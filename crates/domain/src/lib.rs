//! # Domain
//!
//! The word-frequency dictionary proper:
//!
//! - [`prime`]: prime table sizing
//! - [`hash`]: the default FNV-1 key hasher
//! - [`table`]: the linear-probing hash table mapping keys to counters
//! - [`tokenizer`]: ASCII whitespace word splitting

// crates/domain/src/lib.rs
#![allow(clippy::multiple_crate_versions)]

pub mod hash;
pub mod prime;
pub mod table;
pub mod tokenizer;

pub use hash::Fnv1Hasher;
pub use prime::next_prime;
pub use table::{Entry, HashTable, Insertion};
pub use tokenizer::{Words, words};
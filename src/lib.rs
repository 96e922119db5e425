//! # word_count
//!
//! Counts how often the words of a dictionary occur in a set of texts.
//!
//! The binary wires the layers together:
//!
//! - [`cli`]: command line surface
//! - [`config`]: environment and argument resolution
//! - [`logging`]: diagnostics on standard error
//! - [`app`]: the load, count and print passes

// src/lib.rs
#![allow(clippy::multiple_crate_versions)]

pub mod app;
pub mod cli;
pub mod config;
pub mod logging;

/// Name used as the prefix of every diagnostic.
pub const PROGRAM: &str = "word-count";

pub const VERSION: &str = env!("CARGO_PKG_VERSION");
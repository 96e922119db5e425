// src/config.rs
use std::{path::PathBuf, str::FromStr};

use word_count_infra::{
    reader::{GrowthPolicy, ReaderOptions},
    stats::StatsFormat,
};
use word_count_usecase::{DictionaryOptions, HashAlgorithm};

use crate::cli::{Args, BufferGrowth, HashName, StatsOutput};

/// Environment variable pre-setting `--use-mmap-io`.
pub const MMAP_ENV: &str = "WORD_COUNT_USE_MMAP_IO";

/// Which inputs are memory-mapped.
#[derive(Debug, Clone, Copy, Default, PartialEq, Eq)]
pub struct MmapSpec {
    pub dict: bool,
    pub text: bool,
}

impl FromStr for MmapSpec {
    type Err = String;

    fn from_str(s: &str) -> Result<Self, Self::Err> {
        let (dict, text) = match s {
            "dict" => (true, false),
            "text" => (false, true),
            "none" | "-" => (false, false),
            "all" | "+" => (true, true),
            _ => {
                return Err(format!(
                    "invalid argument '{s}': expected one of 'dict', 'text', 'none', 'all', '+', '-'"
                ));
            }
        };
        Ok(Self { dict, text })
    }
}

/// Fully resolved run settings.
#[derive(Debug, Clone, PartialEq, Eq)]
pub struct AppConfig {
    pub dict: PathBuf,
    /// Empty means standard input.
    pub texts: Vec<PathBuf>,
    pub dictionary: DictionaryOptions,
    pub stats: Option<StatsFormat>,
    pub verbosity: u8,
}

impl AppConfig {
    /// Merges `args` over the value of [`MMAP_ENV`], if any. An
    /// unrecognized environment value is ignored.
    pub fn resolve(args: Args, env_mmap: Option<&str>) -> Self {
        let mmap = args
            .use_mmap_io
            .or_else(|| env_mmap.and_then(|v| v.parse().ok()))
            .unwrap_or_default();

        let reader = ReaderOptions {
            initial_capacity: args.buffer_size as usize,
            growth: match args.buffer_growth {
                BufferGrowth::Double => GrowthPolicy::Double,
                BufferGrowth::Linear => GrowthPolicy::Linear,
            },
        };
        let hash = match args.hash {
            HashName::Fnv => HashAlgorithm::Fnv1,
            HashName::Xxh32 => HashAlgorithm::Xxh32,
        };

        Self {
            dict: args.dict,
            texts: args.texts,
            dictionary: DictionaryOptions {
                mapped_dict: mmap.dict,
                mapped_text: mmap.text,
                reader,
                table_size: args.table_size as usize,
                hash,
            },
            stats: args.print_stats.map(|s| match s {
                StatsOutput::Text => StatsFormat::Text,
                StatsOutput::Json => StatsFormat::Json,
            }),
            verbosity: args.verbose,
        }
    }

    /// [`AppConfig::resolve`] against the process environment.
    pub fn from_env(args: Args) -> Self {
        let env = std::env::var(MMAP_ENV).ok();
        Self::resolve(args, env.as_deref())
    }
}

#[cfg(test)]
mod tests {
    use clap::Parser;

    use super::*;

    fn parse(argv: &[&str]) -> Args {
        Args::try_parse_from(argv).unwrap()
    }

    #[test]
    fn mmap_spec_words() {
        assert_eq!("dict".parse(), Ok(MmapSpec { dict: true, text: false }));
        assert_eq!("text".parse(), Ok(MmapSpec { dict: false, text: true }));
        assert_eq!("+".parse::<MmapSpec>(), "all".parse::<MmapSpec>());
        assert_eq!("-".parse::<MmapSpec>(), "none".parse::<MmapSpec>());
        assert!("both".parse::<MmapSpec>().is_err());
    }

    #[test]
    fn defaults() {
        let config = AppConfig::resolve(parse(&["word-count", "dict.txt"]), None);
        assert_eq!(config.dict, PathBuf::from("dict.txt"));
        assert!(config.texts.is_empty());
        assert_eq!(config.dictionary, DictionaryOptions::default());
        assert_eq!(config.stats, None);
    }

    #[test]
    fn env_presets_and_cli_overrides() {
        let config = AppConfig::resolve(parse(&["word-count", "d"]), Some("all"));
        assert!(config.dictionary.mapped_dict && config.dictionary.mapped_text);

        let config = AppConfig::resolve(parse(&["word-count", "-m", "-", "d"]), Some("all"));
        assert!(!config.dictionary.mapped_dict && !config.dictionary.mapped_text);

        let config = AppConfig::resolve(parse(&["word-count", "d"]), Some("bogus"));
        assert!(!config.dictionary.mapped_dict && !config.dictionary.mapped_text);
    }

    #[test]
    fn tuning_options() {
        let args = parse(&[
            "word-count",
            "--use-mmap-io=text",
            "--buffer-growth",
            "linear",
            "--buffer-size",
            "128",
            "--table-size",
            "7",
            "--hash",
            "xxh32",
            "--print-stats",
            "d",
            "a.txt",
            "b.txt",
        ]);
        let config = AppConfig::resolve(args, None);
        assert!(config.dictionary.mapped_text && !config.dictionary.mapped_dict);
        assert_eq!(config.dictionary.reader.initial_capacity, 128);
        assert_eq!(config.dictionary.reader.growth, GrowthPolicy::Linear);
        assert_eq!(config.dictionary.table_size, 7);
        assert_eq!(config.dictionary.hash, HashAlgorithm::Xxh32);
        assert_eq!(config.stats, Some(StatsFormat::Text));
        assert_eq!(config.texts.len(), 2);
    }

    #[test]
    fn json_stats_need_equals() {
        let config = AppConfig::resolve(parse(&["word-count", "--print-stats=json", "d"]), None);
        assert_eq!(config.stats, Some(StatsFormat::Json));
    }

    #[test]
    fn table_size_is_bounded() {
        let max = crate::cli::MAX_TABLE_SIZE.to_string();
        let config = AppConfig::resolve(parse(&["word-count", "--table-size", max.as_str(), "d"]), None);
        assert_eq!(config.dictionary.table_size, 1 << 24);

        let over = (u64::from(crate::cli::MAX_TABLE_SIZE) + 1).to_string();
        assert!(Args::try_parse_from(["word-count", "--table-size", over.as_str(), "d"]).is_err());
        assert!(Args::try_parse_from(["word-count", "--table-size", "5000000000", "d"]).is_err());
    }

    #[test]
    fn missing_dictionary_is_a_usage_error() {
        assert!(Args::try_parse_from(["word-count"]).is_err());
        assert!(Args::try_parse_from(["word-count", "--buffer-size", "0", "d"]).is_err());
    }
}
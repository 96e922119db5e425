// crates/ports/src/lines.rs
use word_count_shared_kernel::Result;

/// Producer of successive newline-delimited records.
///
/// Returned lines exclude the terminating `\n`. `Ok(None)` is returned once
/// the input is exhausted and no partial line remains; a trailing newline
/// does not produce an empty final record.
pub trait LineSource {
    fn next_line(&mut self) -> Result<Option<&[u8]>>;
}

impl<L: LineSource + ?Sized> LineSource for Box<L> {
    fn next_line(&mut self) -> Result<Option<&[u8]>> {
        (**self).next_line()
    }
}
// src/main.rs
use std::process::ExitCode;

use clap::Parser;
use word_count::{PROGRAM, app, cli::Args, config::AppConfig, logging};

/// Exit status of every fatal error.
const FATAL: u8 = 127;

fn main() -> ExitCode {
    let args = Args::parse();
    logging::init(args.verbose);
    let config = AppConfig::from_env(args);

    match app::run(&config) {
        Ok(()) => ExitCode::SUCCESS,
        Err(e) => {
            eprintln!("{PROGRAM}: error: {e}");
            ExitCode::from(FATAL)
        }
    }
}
══════
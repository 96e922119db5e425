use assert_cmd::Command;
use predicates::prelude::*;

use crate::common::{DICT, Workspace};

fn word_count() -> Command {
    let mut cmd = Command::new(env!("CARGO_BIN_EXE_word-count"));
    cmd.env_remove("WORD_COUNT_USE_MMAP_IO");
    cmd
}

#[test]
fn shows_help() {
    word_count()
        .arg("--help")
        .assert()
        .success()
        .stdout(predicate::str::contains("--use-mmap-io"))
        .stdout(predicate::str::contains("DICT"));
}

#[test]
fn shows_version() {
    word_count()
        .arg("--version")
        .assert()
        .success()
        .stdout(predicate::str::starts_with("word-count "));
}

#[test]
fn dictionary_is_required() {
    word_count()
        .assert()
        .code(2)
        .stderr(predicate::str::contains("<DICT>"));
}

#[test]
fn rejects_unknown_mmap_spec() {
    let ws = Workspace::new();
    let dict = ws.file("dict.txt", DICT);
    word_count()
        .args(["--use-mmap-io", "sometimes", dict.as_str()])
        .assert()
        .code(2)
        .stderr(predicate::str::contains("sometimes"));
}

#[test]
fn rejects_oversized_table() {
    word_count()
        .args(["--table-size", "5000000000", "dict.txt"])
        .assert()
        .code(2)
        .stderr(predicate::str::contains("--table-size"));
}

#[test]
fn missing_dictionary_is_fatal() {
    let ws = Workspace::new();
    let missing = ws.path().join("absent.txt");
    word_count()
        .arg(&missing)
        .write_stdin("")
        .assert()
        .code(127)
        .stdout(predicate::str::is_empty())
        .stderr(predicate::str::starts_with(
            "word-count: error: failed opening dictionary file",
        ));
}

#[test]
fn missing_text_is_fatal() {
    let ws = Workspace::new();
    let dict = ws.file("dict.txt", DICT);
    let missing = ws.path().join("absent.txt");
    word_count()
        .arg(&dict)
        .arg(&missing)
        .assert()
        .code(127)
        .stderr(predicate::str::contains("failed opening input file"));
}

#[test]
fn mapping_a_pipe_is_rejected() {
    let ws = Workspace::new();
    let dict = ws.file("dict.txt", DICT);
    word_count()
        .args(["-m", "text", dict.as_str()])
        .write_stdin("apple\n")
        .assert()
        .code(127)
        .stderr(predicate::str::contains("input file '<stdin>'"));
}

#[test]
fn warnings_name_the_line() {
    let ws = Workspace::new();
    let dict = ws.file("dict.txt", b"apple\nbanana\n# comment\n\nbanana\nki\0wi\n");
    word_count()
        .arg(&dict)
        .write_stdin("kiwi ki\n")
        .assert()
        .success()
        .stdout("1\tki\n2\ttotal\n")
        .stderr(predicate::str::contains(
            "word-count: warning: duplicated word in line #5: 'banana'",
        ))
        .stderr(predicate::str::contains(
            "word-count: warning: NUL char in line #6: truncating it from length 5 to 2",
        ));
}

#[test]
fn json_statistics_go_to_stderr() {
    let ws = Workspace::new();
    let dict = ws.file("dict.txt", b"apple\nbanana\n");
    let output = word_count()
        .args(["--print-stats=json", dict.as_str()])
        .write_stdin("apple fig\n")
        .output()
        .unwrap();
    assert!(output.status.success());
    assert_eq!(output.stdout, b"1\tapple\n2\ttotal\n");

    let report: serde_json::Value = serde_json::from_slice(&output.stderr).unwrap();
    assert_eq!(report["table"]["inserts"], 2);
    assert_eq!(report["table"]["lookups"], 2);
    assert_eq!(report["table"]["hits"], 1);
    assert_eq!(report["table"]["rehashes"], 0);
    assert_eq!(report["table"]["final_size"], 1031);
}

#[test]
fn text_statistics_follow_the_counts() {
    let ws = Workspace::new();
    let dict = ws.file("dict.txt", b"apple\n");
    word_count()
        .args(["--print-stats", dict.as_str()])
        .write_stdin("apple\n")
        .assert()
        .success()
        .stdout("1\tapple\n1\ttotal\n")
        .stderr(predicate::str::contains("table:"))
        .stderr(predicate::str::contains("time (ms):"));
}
══════
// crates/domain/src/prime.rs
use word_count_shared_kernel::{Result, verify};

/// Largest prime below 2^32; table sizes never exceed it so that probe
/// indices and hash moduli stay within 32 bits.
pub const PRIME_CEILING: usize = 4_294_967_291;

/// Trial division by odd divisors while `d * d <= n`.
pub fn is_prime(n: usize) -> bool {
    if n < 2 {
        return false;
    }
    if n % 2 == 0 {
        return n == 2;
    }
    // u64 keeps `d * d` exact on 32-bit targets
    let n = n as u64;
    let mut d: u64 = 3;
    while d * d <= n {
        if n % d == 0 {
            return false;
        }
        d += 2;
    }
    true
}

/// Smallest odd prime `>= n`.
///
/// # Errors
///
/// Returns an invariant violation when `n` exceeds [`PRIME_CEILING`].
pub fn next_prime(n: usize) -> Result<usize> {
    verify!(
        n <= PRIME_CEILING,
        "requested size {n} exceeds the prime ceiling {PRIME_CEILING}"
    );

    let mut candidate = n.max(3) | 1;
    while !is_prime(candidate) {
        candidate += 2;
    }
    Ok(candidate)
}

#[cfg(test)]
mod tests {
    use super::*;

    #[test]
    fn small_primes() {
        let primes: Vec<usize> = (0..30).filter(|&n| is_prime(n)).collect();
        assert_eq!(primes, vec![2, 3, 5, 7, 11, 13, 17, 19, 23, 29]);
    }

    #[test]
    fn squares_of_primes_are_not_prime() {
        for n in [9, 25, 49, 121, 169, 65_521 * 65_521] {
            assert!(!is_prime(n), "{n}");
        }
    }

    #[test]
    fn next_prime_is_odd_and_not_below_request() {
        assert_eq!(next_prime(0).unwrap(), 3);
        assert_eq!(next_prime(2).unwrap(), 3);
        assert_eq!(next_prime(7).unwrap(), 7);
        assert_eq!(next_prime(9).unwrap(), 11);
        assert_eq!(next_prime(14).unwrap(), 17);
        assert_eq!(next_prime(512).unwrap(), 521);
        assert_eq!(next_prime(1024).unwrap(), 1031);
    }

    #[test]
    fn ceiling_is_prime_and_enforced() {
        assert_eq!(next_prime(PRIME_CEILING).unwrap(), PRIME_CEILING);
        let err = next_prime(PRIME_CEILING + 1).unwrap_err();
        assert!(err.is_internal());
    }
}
══════
• PROBLEM DESCRIPTION: From the data above, output exactly the lines between the one containing "means standard input." and the one containing "false, text: true", counting both of them.

• EXPECTED ANSWER:
    /// Empty means standard input.
    pub texts: Vec<PathBuf>,
    pub dictionary: DictionaryOptions,
    pub stats: Option<StatsFormat>,
    pub verbosity: u8,
}

impl AppConfig {
    /// Merges `args` over the value of [`MMAP_ENV`], if any. An
    /// unrecognized environment value is ignored.
    pub fn resolve(args: Args, env_mmap: Option<&str>) -> Self {
        let mmap = args
            .use_mmap_io
            .or_else(|| env_mmap.and_then(|v| v.parse().ok()))
            .unwrap_or_default();

        let reader = ReaderOptions {
            initial_capacity: args.buffer_size as usize,
            growth: match args.buffer_growth {
                BufferGrowth::Double => GrowthPolicy::Double,
                BufferGrowth::Linear => GrowthPolicy::Linear,
            },
        };
        let hash = match args.hash {
            HashName::Fnv => HashAlgorithm::Fnv1,
            HashName::Xxh32 => HashAlgorithm::Xxh32,
        };

        Self {
            dict: args.dict,
            texts: args.texts,
            dictionary: DictionaryOptions {
                mapped_dict: mmap.dict,
                mapped_text: mmap.text,
                reader,
                table_size: args.table_size as usize,
                hash,
            },
            stats: args.print_stats.map(|s| match s {
                StatsOutput::Text => StatsFormat::Text,
                StatsOutput::Json => StatsFormat::Json,
            }),
            verbosity: args.verbose,
        }
    }

    /// [`AppConfig::resolve`] against the process environment.
    pub fn from_env(args: Args) -> Self {
        let env = std::env::var(MMAP_ENV).ok();
        Self::resolve(args, env.as_deref())
    }
}

#[cfg(test)]
mod tests {
    use clap::Parser;

    use super::*;

    fn parse(argv: &[&str]) -> Args {
        Args::try_parse_from(argv).unwrap()
    }

    #[test]
    fn mmap_spec_words() {
        assert_eq!("dict".parse(), Ok(MmapSpec { dict: true, text: false }));
        assert_eq!("text".parse(), Ok(MmapSpec { dict: false, text: true }));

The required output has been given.